SH51C-4181:
Comparing High-speed Transition Region Jets in Coronal Holes and Quiet Sun Regions
SH51C-4181:
Comparing High-speed Transition Region Jets in Coronal Holes and Quiet Sun Regions
Friday, 19 December 2014
Abstract:
The complicated energy transfer and plasma motion in the transition region, between the photosphere and the corona, may play a significant role in the formation and acceleration of the solar wind.
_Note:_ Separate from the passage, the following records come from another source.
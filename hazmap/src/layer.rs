//! In-memory GIS layers with an R-tree over metric envelopes.
//!
//! A [`Layer`] owns its features in both CRSs: the geographic geometry is
//! what gets returned to clients, the projected copy is what every distance,
//! area and intersection test runs against. Projection happens once, at load.

use std::collections::HashMap;
use std::path::Path;

use geo::{BoundingRect, Distance, Euclidean, Geometry, Point, Rect};
use geojson::{feature::Id, FeatureCollection, GeoJson};
use rstar::{PointDistance, RTree, RTreeObject, AABB};

use crate::error::{HazardError, Result};
use crate::projection::{Geographic, Projected, Projector};
use crate::records::Record;

/// One feature of a layer.
#[derive(Debug, Clone)]
pub struct Feature<A> {
    /// Feature id, unique within its layer.
    pub fid: i64,
    /// Geometry in lon/lat.
    pub geometry: Geographic<Geometry<f64>>,
    /// Geometry in the metric projection.
    pub metric: Projected<Geometry<f64>>,
    /// Typed attributes.
    pub attributes: A,
}

impl<A> Feature<A> {
    /// Build a feature from lon/lat geometry, projecting it once.
    ///
    /// # Errors
    ///
    /// Returns [`HazardError::Geometry`] for empty geometry or non-finite
    /// coordinates, and [`HazardError::Projection`] if projection fails.
    pub fn new(
        projector: &Projector,
        fid: i64,
        geometry: Geometry<f64>,
        attributes: A,
    ) -> Result<Self> {
        let bounds = geometry
            .bounding_rect()
            .ok_or_else(|| HazardError::geometry(format!("feature {fid} has empty geometry")))?;
        if !(bounds.min().x.is_finite()
            && bounds.min().y.is_finite()
            && bounds.max().x.is_finite()
            && bounds.max().y.is_finite())
        {
            return Err(HazardError::geometry(format!(
                "feature {fid} has non-finite coordinates"
            )));
        }
        let geometry = Geographic(geometry);
        let metric = projector.to_metric(&geometry)?;
        Ok(Self {
            fid,
            geometry,
            metric,
            attributes,
        })
    }

    /// The feature's first vertex in lon/lat, used as its representative point.
    pub fn first_point(&self) -> Option<Point<f64>> {
        first_coord(&self.geometry.0).map(Point::from)
    }

    /// The feature's first vertex in the metric projection.
    pub fn first_metric_point(&self) -> Option<Projected<Point<f64>>> {
        first_coord(&self.metric.0).map(|c| Projected(Point::from(c)))
    }
}

fn first_coord(geometry: &Geometry<f64>) -> Option<geo::Coord<f64>> {
    use geo::CoordsIter;
    geometry.coords_iter().next()
}

/// R-tree entry. Holds a copy of the metric shape so nearest-neighbour
/// queries rank by exact distance rather than by envelope distance.
#[derive(Debug, Clone)]
struct IndexEntry {
    slot: usize,
    envelope: AABB<[f64; 2]>,
    shape: Geometry<f64>,
}

impl RTreeObject for IndexEntry {
    type Envelope = AABB<[f64; 2]>;

    fn envelope(&self) -> Self::Envelope {
        self.envelope
    }
}

impl PointDistance for IndexEntry {
    fn distance_2(&self, point: &[f64; 2]) -> f64 {
        let d = Euclidean.distance(&Point::new(point[0], point[1]), &self.shape);
        d * d
    }
}

/// Convert a metric rectangle into an R-tree envelope.
pub fn envelope_of(rect: &Rect<f64>) -> AABB<[f64; 2]> {
    AABB::from_corners([rect.min().x, rect.min().y], [rect.max().x, rect.max().y])
}

/// A named, indexed collection of features with attributes `A`.
#[derive(Debug)]
pub struct Layer<A> {
    name: String,
    features: Vec<Feature<A>>,
    by_fid: HashMap<i64, usize>,
    index: RTree<IndexEntry>,
}

impl<A: Record> Layer<A> {
    /// Build a layer from features. Later duplicates of a fid are dropped.
    pub fn new(name: impl Into<String>, features: Vec<Feature<A>>) -> Self {
        let name = name.into();
        let mut by_fid = HashMap::with_capacity(features.len());
        let mut kept = Vec::with_capacity(features.len());
        for feature in features {
            if by_fid.contains_key(&feature.fid) {
                tracing::warn!(layer = %name, fid = feature.fid, "Duplicate fid, keeping first");
                continue;
            }
            by_fid.insert(feature.fid, kept.len());
            kept.push(feature);
        }

        let entries = kept
            .iter()
            .enumerate()
            .filter_map(|(slot, f)| {
                f.metric.0.bounding_rect().map(|rect| IndexEntry {
                    slot,
                    envelope: envelope_of(&rect),
                    shape: f.metric.0.clone(),
                })
            })
            .collect();

        Self {
            name,
            features: kept,
            by_fid,
            index: RTree::bulk_load(entries),
        }
    }

    /// An empty layer.
    pub fn empty(name: impl Into<String>) -> Self {
        Self::new(name, Vec::new())
    }

    /// Build a layer from a GeoJSON FeatureCollection.
    ///
    /// Features without geometry, without a readable integer id, or whose
    /// properties don't fit `A` are skipped with a warning.
    pub fn from_feature_collection(
        name: impl Into<String>,
        collection: FeatureCollection,
        projector: &Projector,
    ) -> Self {
        let name = name.into();
        let mut features = Vec::with_capacity(collection.features.len());

        for (position, feature) in collection.features.into_iter().enumerate() {
            let Some(fid) = feature_id(&feature) else {
                tracing::warn!(layer = %name, position, "Feature has no integer fid, skipping");
                continue;
            };
            let Some(geometry) = feature.geometry else {
                tracing::warn!(layer = %name, fid, "Feature has no geometry, skipping");
                continue;
            };
            let geometry = match Geometry::<f64>::try_from(geometry.value) {
                Ok(g) => g,
                Err(e) => {
                    tracing::warn!(layer = %name, fid, error = %e, "Unsupported geometry, skipping");
                    continue;
                }
            };
            let properties = feature.properties.unwrap_or_default();
            let attributes: A = match serde_json::from_value(serde_json::Value::Object(properties)) {
                Ok(a) => a,
                Err(e) => {
                    tracing::warn!(layer = %name, fid, error = %e, "Invalid attributes, skipping");
                    continue;
                }
            };
            match Feature::new(projector, fid, geometry, attributes) {
                Ok(f) => features.push(f),
                Err(e) => tracing::warn!(layer = %name, fid, error = %e, "Skipping feature"),
            }
        }

        Self::new(name, features)
    }

    /// Load a layer from a `.geojson` file.
    ///
    /// # Errors
    ///
    /// Returns [`HazardError::Io`] if the file can't be read and
    /// [`HazardError::InvalidLayer`] if it isn't a GeoJSON FeatureCollection.
    pub fn from_file<P: AsRef<Path>>(
        name: impl Into<String>,
        path: P,
        projector: &Projector,
    ) -> Result<Self> {
        let path = path.as_ref();
        let text = std::fs::read_to_string(path)?;
        let geojson: GeoJson = text.parse().map_err(|e: geojson::Error| HazardError::InvalidLayer {
            path: path.to_path_buf(),
            message: e.to_string(),
        })?;
        match geojson {
            GeoJson::FeatureCollection(collection) => {
                Ok(Self::from_feature_collection(name, collection, projector))
            }
            _ => Err(HazardError::InvalidLayer {
                path: path.to_path_buf(),
                message: "expected a FeatureCollection".to_string(),
            }),
        }
    }

    /// Layer name, e.g. `"rivers"`.
    pub fn name(&self) -> &str {
        &self.name
    }

    /// Number of features.
    pub fn len(&self) -> usize {
        self.features.len()
    }

    /// Whether the layer has no features.
    pub fn is_empty(&self) -> bool {
        self.features.is_empty()
    }

    /// All features in load order.
    pub fn iter(&self) -> impl Iterator<Item = &Feature<A>> {
        self.features.iter()
    }

    /// Feature with the given fid, if present.
    pub fn get(&self, fid: i64) -> Option<&Feature<A>> {
        self.by_fid.get(&fid).map(|&slot| &self.features[slot])
    }

    /// Feature with the given fid.
    ///
    /// # Errors
    ///
    /// Returns [`HazardError::NotFound`] if there is no such feature.
    pub fn require(&self, fid: i64) -> Result<&Feature<A>> {
        self.get(fid)
            .ok_or_else(|| HazardError::not_found(A::LABEL, fid))
    }

    /// Features whose metric envelope intersects `rect`, in load order.
    pub fn candidates(&self, rect: &Rect<f64>) -> Vec<&Feature<A>> {
        let mut slots: Vec<usize> = self
            .index
            .locate_in_envelope_intersecting(&envelope_of(rect))
            .map(|entry| entry.slot)
            .collect();
        slots.sort_unstable();
        slots.into_iter().map(|slot| &self.features[slot]).collect()
    }

    /// Nearest feature to a metric point, with its distance in meters.
    pub fn nearest_to_point(&self, point: &Projected<Point<f64>>) -> Option<(&Feature<A>, f64)> {
        let query = [point.0.x(), point.0.y()];
        self.index
            .nearest_neighbor(&query)
            .map(|entry| (&self.features[entry.slot], entry.distance_2(&query).sqrt()))
    }

    /// Geographic extent of the layer.
    pub fn extent(&self) -> Option<Rect<f64>> {
        self.features
            .iter()
            .filter_map(|f| f.geometry.0.bounding_rect())
            .reduce(|a, b| {
                Rect::new(
                    geo::coord! { x: a.min().x.min(b.min().x), y: a.min().y.min(b.min().y) },
                    geo::coord! { x: a.max().x.max(b.max().x), y: a.max().y.max(b.max().y) },
                )
            })
    }
}

/// Read a feature's integer id from its `fid` property or its GeoJSON id.
fn feature_id(feature: &geojson::Feature) -> Option<i64> {
    if let Some(value) = feature.property("fid") {
        if let Some(fid) = value.as_i64() {
            return Some(fid);
        }
        if let Some(fid) = value.as_f64().filter(|v| v.fract() == 0.0) {
            return Some(fid as i64);
        }
        if let Some(fid) = value.as_str().and_then(|s| s.trim().parse().ok()) {
            return Some(fid);
        }
    }
    match &feature.id {
        Some(Id::Number(n)) => n.as_i64(),
        Some(Id::String(s)) => s.parse().ok(),
        None => None,
    }
}

#[cfg(test)]
mod tests {
    use super::*;
    use crate::records::{Road, Settlement};
    use geo::{line_string, point};
    use std::io::Write;
    use tempfile::NamedTempFile;

    fn projector() -> Projector {
        Projector::utm45n().unwrap()
    }

    fn settlement(p: &Projector, fid: i64, lon: f64, lat: f64) -> Feature<Settlement> {
        Feature::new(p, fid, point!(x: lon, y: lat).into(), Settlement::default()).unwrap()
    }

    #[test]
    fn test_get_and_require() {
        let p = projector();
        let layer = Layer::new("settlements", vec![settlement(&p, 7, 85.3, 27.7)]);
        assert_eq!(layer.len(), 1);
        assert!(layer.get(7).is_some());
        assert!(matches!(
            layer.require(8),
            Err(HazardError::NotFound(msg)) if msg.contains("FID 8")
        ));
    }

    #[test]
    fn test_duplicate_fid_keeps_first() {
        let p = projector();
        let layer = Layer::new(
            "settlements",
            vec![settlement(&p, 1, 85.3, 27.7), settlement(&p, 1, 85.4, 27.8)],
        );
        assert_eq!(layer.len(), 1);
        assert_eq!(layer.get(1).unwrap().geometry.0, point!(x: 85.3, y: 27.7).into());
    }

    #[test]
    fn test_nearest_uses_exact_distance() {
        let p = projector();
        // A long diagonal road whose envelope covers the query point, and a
        // short road whose geometry is actually closer.
        let long = Feature::new(
            &p,
            1,
            line_string![(x: 85.0, y: 27.5), (x: 85.6, y: 27.9)].into(),
            Road::default(),
        )
        .unwrap();
        let short = Feature::new(
            &p,
            2,
            line_string![(x: 85.20, y: 27.69), (x: 85.21, y: 27.69)].into(),
            Road::default(),
        )
        .unwrap();
        let layer = Layer::new("roads", vec![long, short]);
        let query = p.point_to_metric(85.21, 27.70).unwrap();
        let (nearest, distance) = layer.nearest_to_point(&query).unwrap();
        assert_eq!(nearest.fid, 2);
        assert!(distance > 1000.0 && distance < 1200.0, "distance {distance}");
    }

    #[test]
    fn test_nearest_on_empty_layer() {
        let p = projector();
        let layer: Layer<Settlement> = Layer::empty("settlements");
        let query = p.point_to_metric(85.3, 27.7).unwrap();
        assert!(layer.nearest_to_point(&query).is_none());
    }

    #[test]
    fn test_from_file_skips_bad_features() {
        let mut file = NamedTempFile::new().unwrap();
        write!(
            file,
            r#"{{
                "type": "FeatureCollection",
                "features": [
                    {{"type": "Feature", "properties": {{"fid": 1, "vdc_name": "Thimi"}},
                      "geometry": {{"type": "Point", "coordinates": [85.38, 27.68]}}}},
                    {{"type": "Feature", "properties": {{"fid": 2}}, "geometry": null}},
                    {{"type": "Feature", "id": 3, "properties": {{}},
                      "geometry": {{"type": "Point", "coordinates": [85.31, 27.71]}}}},
                    {{"type": "Feature", "properties": {{"vdc_name": "no id"}},
                      "geometry": {{"type": "Point", "coordinates": [85.0, 27.0]}}}}
                ]
            }}"#
        )
        .unwrap();

        let layer: Layer<Settlement> = Layer::from_file("settlements", file.path(), &projector()).unwrap();
        assert_eq!(layer.len(), 2);
        assert_eq!(
            layer.get(1).unwrap().attributes.vdc_name.as_deref(),
            Some("Thimi")
        );
        assert!(layer.get(2).is_none());
        assert!(layer.get(3).is_some());
    }

    #[test]
    fn test_from_file_rejects_non_collection() {
        let mut file = NamedTempFile::new().unwrap();
        write!(file, r#"{{"type": "Point", "coordinates": [85.0, 27.0]}}"#).unwrap();
        let result: Result<Layer<Settlement>> = Layer::from_file("settlements", file.path(), &projector());
        assert!(matches!(result, Err(HazardError::InvalidLayer { .. })));
    }

    #[test]
    fn test_candidates_in_load_order() {
        let p = projector();
        let layer = Layer::new(
            "settlements",
            vec![
                settlement(&p, 3, 85.30, 27.70),
                settlement(&p, 1, 85.31, 27.70),
                settlement(&p, 2, 86.50, 27.70),
            ],
        );
        let a = p.point_to_metric(85.29, 27.69).unwrap().0;
        let b = p.point_to_metric(85.32, 27.71).unwrap().0;
        let rect = Rect::new(a.0, b.0);
        let fids: Vec<i64> = layer.candidates(&rect).iter().map(|f| f.fid).collect();
        assert_eq!(fids, vec![3, 1]);
    }

    #[test]
    fn test_extent() {
        let p = projector();
        let layer = Layer::new(
            "settlements",
            vec![settlement(&p, 1, 85.0, 27.0), settlement(&p, 2, 86.0, 28.0)],
        );
        let extent = layer.extent().unwrap();
        assert_eq!(extent.min().x, 85.0);
        assert_eq!(extent.max().y, 28.0);
    }
}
New observations from the Interface Region Imaging Spectrograph (IRIS) have revealed unprecedented levels of detail in this less-studied region. Coronal holes in particular are a likely source of solar wind material, though the formation and acceleration mechanisms of the fast solar wind are still largely unknown. In our previous work, we have reported the prevalence of small-scale high-speed (~80-250 km/s) jets with transition region temperatures from the network structures of coronal holes. Here we undertake a comparative study of these short-lived episodic network jets in a coronal hole region and a quiet sun region using IRIS sit-and-stare slit-jaw imaging in the 1330 Angstrom (C II) passband. The pointing coordinates, exposure time, observing cadence, and field of view of both observations are all identical. Our preliminary study suggests that the speeds and lengths of the network jets may differ between quiet sun and coronal hole regions. The quiet sun region exhibits many compact bright regions with sizes of 5-10 arcseconds which produce very few jets. The jets that do exist tend to propagate at much slower speeds over smaller distances than their coronal hole counterparts. Comparatively, in the coronal hole, such compact regions are almost absent and all network patches are permeated by the intermittent high-reaching jets. Such a difference suggests that magnetic loops are much smaller in the coronal hole and the network jets are produced at low heights. The recurrence frequency seems to be higher in the coronal hole region, with many of the isolated quiet sun region jets demonstrating curved trajectories.This work is supported under contract 8100002705 from Lockheed-Martin to SAO and by the NSF-REU solar physics program at SAO, grant number AGS-1263241.